**Your objective**: The entries below are to be duplicated exactly, with nothing left out.

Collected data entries
-*-*-

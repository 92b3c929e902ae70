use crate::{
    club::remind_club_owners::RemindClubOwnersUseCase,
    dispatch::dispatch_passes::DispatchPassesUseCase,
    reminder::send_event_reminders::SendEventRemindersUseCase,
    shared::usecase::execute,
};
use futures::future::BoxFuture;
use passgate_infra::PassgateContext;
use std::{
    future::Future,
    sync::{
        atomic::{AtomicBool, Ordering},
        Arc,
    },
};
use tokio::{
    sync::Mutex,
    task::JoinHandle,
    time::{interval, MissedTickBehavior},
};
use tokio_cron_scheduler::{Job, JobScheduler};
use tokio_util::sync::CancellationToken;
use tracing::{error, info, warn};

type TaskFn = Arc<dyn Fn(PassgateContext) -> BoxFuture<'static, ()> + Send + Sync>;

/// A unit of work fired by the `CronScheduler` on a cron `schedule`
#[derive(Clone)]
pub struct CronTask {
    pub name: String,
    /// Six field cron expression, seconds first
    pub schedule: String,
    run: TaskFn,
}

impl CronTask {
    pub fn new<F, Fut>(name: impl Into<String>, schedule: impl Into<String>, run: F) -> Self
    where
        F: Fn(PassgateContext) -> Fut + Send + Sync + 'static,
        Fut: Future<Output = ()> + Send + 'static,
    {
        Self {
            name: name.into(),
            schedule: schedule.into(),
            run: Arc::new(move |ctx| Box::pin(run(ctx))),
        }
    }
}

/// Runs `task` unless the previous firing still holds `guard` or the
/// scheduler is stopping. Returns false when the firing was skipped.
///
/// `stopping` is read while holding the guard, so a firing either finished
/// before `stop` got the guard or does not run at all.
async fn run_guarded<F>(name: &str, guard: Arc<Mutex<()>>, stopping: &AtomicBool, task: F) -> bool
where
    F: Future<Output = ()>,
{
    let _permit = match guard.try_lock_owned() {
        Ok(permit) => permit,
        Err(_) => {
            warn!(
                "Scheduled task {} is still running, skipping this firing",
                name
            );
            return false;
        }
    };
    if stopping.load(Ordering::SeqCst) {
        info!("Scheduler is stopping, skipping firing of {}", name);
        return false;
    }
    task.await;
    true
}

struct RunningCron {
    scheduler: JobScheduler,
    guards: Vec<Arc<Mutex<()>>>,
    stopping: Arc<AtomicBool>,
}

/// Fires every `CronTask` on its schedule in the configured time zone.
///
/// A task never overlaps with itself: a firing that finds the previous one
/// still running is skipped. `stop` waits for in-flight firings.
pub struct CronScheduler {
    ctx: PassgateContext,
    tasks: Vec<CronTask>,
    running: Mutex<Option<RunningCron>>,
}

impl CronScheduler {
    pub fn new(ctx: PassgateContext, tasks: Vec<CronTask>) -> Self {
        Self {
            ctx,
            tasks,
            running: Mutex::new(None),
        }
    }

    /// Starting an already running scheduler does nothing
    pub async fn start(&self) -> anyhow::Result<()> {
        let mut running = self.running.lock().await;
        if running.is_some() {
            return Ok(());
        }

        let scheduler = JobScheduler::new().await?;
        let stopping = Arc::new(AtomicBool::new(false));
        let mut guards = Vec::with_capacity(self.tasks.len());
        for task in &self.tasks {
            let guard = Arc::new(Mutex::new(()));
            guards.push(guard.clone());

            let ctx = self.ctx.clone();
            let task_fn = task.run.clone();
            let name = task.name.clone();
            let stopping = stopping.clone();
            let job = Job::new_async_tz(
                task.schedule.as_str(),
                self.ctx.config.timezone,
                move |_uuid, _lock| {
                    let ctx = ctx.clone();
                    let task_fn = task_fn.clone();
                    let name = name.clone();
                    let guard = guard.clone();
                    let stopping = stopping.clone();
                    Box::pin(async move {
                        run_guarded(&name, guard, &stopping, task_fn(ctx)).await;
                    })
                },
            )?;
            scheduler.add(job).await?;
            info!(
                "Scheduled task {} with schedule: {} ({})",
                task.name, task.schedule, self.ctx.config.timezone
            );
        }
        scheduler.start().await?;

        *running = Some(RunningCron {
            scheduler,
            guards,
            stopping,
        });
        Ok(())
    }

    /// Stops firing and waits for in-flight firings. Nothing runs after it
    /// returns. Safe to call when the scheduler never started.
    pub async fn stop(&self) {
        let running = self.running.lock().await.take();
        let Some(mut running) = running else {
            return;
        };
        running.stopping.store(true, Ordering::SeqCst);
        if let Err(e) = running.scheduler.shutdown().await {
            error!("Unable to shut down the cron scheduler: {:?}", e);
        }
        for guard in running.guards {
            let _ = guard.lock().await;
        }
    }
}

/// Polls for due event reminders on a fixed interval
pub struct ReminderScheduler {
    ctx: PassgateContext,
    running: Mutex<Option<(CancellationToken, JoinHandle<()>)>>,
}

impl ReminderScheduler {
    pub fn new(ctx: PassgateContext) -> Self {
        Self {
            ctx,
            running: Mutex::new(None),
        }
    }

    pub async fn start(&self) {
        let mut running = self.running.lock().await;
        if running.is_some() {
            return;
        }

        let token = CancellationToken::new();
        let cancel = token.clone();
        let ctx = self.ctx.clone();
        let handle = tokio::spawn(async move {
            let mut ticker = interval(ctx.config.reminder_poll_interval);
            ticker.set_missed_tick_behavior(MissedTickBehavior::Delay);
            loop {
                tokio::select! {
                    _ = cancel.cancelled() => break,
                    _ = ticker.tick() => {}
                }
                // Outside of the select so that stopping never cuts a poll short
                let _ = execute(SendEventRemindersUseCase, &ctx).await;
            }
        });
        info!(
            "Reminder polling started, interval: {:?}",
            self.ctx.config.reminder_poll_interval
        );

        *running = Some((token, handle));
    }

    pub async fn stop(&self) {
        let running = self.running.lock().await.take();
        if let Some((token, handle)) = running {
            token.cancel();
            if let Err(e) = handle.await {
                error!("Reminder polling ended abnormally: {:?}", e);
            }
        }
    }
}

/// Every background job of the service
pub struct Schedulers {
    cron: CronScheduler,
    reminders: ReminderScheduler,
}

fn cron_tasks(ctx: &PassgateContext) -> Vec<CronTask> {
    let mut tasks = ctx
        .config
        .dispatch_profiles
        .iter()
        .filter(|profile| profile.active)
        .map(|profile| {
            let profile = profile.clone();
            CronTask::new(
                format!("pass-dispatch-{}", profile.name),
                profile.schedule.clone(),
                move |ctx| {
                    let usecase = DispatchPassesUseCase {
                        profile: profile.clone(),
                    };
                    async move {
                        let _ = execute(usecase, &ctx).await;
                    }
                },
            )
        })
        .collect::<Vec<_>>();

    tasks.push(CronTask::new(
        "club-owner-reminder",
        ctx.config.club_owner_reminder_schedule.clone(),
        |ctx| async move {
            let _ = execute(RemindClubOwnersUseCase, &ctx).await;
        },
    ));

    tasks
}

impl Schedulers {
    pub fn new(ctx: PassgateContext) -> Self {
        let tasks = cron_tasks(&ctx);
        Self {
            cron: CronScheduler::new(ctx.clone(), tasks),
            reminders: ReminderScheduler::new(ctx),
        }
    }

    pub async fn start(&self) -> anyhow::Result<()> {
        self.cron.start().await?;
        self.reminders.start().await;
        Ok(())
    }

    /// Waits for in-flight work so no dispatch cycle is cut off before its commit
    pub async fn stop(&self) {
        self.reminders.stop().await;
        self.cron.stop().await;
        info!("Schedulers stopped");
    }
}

-*-*-

**Problem solution**:
repository 92b3c929e902ae70
use crate::{
    club::remind_club_owners::RemindClubOwnersUseCase,
    dispatch::dispatch_passes::DispatchPassesUseCase,
    reminder::send_event_reminders::SendEventRemindersUseCase,
    shared::usecase::execute,
};
use futures::future::BoxFuture;
use passgate_infra::PassgateContext;
use std::{
    future::Future,
    sync::{
        atomic::{AtomicBool, Ordering},
        Arc,
    },
};
use tokio::{
    sync::Mutex,
    task::JoinHandle,
    time::{interval, MissedTickBehavior},
};
use tokio_cron_scheduler::{Job, JobScheduler};
use tokio_util::sync::CancellationToken;
use tracing::{error, info, warn};

type TaskFn = Arc<dyn Fn(PassgateContext) -> BoxFuture<'static, ()> + Send + Sync>;

/// A unit of work fired by the `CronScheduler` on a cron `schedule`
#[derive(Clone)]
pub struct CronTask {
    pub name: String,
    /// Six field cron expression, seconds first
    pub schedule: String,
    run: TaskFn,
}

impl CronTask {
    pub fn new<F, Fut>(name: impl Into<String>, schedule: impl Into<String>, run: F) -> Self
    where
        F: Fn(PassgateContext) -> Fut + Send + Sync + 'static,
        Fut: Future<Output = ()> + Send + 'static,
    {
        Self {
            name: name.into(),
            schedule: schedule.into(),
            run: Arc::new(move |ctx| Box::pin(run(ctx))),
        }
    }
}

/// Runs `task` unless the previous firing still holds `guard` or the
/// scheduler is stopping. Returns false when the firing was skipped.
///
/// `stopping` is read while holding the guard, so a firing either finished
/// before `stop` got the guard or does not run at all.
async fn run_guarded<F>(name: &str, guard: Arc<Mutex<()>>, stopping: &AtomicBool, task: F) -> bool
where
    F: Future<Output = ()>,
{
    let _permit = match guard.try_lock_owned() {
        Ok(permit) => permit,
        Err(_) => {
            warn!(
                "Scheduled task {} is still running, skipping this firing",
                name
            );
            return false;
        }
    };
    if stopping.load(Ordering::SeqCst) {
        info!("Scheduler is stopping, skipping firing of {}", name);
        return false;
    }
    task.await;
    true
}

struct RunningCron {
    scheduler: JobScheduler,
    guards: Vec<Arc<Mutex<()>>>,
    stopping: Arc<AtomicBool>,
}

/// Fires every `CronTask` on its schedule in the configured time zone.
///
/// A task never overlaps with itself: a firing that finds the previous one
/// still running is skipped. `stop` waits for in-flight firings.
pub struct CronScheduler {
    ctx: PassgateContext,
    tasks: Vec<CronTask>,
    running: Mutex<Option<RunningCron>>,
}

impl CronScheduler {
    pub fn new(ctx: PassgateContext, tasks: Vec<CronTask>) -> Self {
        Self {
            ctx,
            tasks,
            running: Mutex::new(None),
        }
    }

    /// Starting an already running scheduler does nothing
    pub async fn start(&self) -> anyhow::Result<()> {
        let mut running = self.running.lock().await;
        if running.is_some() {
            return Ok(());
        }

        let scheduler = JobScheduler::new().await?;
        let stopping = Arc::new(AtomicBool::new(false));
        let mut guards = Vec::with_capacity(self.tasks.len());
        for task in &self.tasks {
            let guard = Arc::new(Mutex::new(()));
            guards.push(guard.clone());

            let ctx = self.ctx.clone();
            let task_fn = task.run.clone();
            let name = task.name.clone();
            let stopping = stopping.clone();
            let job = Job::new_async_tz(
                task.schedule.as_str(),
                self.ctx.config.timezone,
                move |_uuid, _lock| {
                    let ctx = ctx.clone();
                    let task_fn = task_fn.clone();
                    let name = name.clone();
                    let guard = guard.clone();
                    let stopping = stopping.clone();
                    Box::pin(async move {
                        run_guarded(&name, guard, &stopping, task_fn(ctx)).await;
                    })
                },
            )?;
            scheduler.add(job).await?;
            info!(
                "Scheduled task {} with schedule: {} ({})",
                task.name, task.schedule, self.ctx.config.timezone
            );
        }
        scheduler.start().await?;

        *running = Some(RunningCron {
            scheduler,
            guards,
            stopping,
        });
        Ok(())
    }

    /// Stops firing and waits for in-flight firings. Nothing runs after it
    /// returns. Safe to call when the scheduler never started.
    pub async fn stop(&self) {
        let running = self.running.lock().await.take();
        let Some(mut running) = running else {
            return;
        };
        running.stopping.store(true, Ordering::SeqCst);
        if let Err(e) = running.scheduler.shutdown().await {
            error!("Unable to shut down the cron scheduler: {:?}", e);
        }
        for guard in running.guards {
            let _ = guard.lock().await;
        }
    }
}

/// Polls for due event reminders on a fixed interval
pub struct ReminderScheduler {
    ctx: PassgateContext,
    running: Mutex<Option<(CancellationToken, JoinHandle<()>)>>,
}

impl ReminderScheduler {
    pub fn new(ctx: PassgateContext) -> Self {
        Self {
            ctx,
            running: Mutex::new(None),
        }
    }

    pub async fn start(&self) {
        let mut running = self.running.lock().await;
        if running.is_some() {
            return;
        }

        let token = CancellationToken::new();
        let cancel = token.clone();
        let ctx = self.ctx.clone();
        let handle = tokio::spawn(async move {
            let mut ticker = interval(ctx.config.reminder_poll_interval);
            ticker.set_missed_tick_behavior(MissedTickBehavior::Delay);
            loop {
                tokio::select! {
                    _ = cancel.cancelled() => break,
                    _ = ticker.tick() => {}
                }
                // Outside of the select so that stopping never cuts a poll short
                let _ = execute(SendEventRemindersUseCase, &ctx).await;
            }
        });
        info!(
            "Reminder polling started, interval: {:?}",
            self.ctx.config.reminder_poll_interval
        );

        *running = Some((token, handle));
    }

    pub async fn stop(&self) {
        let running = self.running.lock().await.take();
        if let Some((token, handle)) = running {
            token.cancel();
            if let Err(e) = handle.await {
                error!("Reminder polling ended abnormally: {:?}", e);
            }
        }
    }
}

/// Every background job of the service
pub struct Schedulers {
    cron: CronScheduler,
    reminders: ReminderScheduler,
}

fn cron_tasks(ctx: &PassgateContext) -> Vec<CronTask> {
    let mut tasks = ctx
        .config
        .dispatch_profiles
        .iter()
        .filter(|profile| profile.active)
        .map(|profile| {
            let profile = profile.clone();
            CronTask::new(
                format!("pass-dispatch-{}", profile.name),
                profile.schedule.clone(),
                move |ctx| {
                    let usecase = DispatchPassesUseCase {
                        profile: profile.clone(),
                    };
                    async move {
                        let _ = execute(usecase, &ctx).await;
                    }
                },
            )
        })
        .collect::<Vec<_>>();

    tasks.push(CronTask::new(
        "club-owner-reminder",
        ctx.config.club_owner_reminder_schedule.clone(),
        |ctx| async move {
            let _ = execute(RemindClubOwnersUseCase, &ctx).await;
        },
    ));

    tasks
}

impl Schedulers {
    pub fn new(ctx: PassgateContext) -> Self {
        let tasks = cron_tasks(&ctx);
        Self {
            cron: CronScheduler::new(ctx.clone(), tasks),
            reminders: ReminderScheduler::new(ctx),
        }
    }

    pub async fn start(&self) -> anyhow::Result<()> {
        self.cron.start().await?;
        self.reminders.start().await;
        Ok(())
    }

    /// Waits for in-flight work so no dispatch cycle is cut off before its commit
    pub async fn stop(&self) {
        self.reminders.stop().await;
        self.cron.stop().await;
        info!("Schedulers stopped");
    }
}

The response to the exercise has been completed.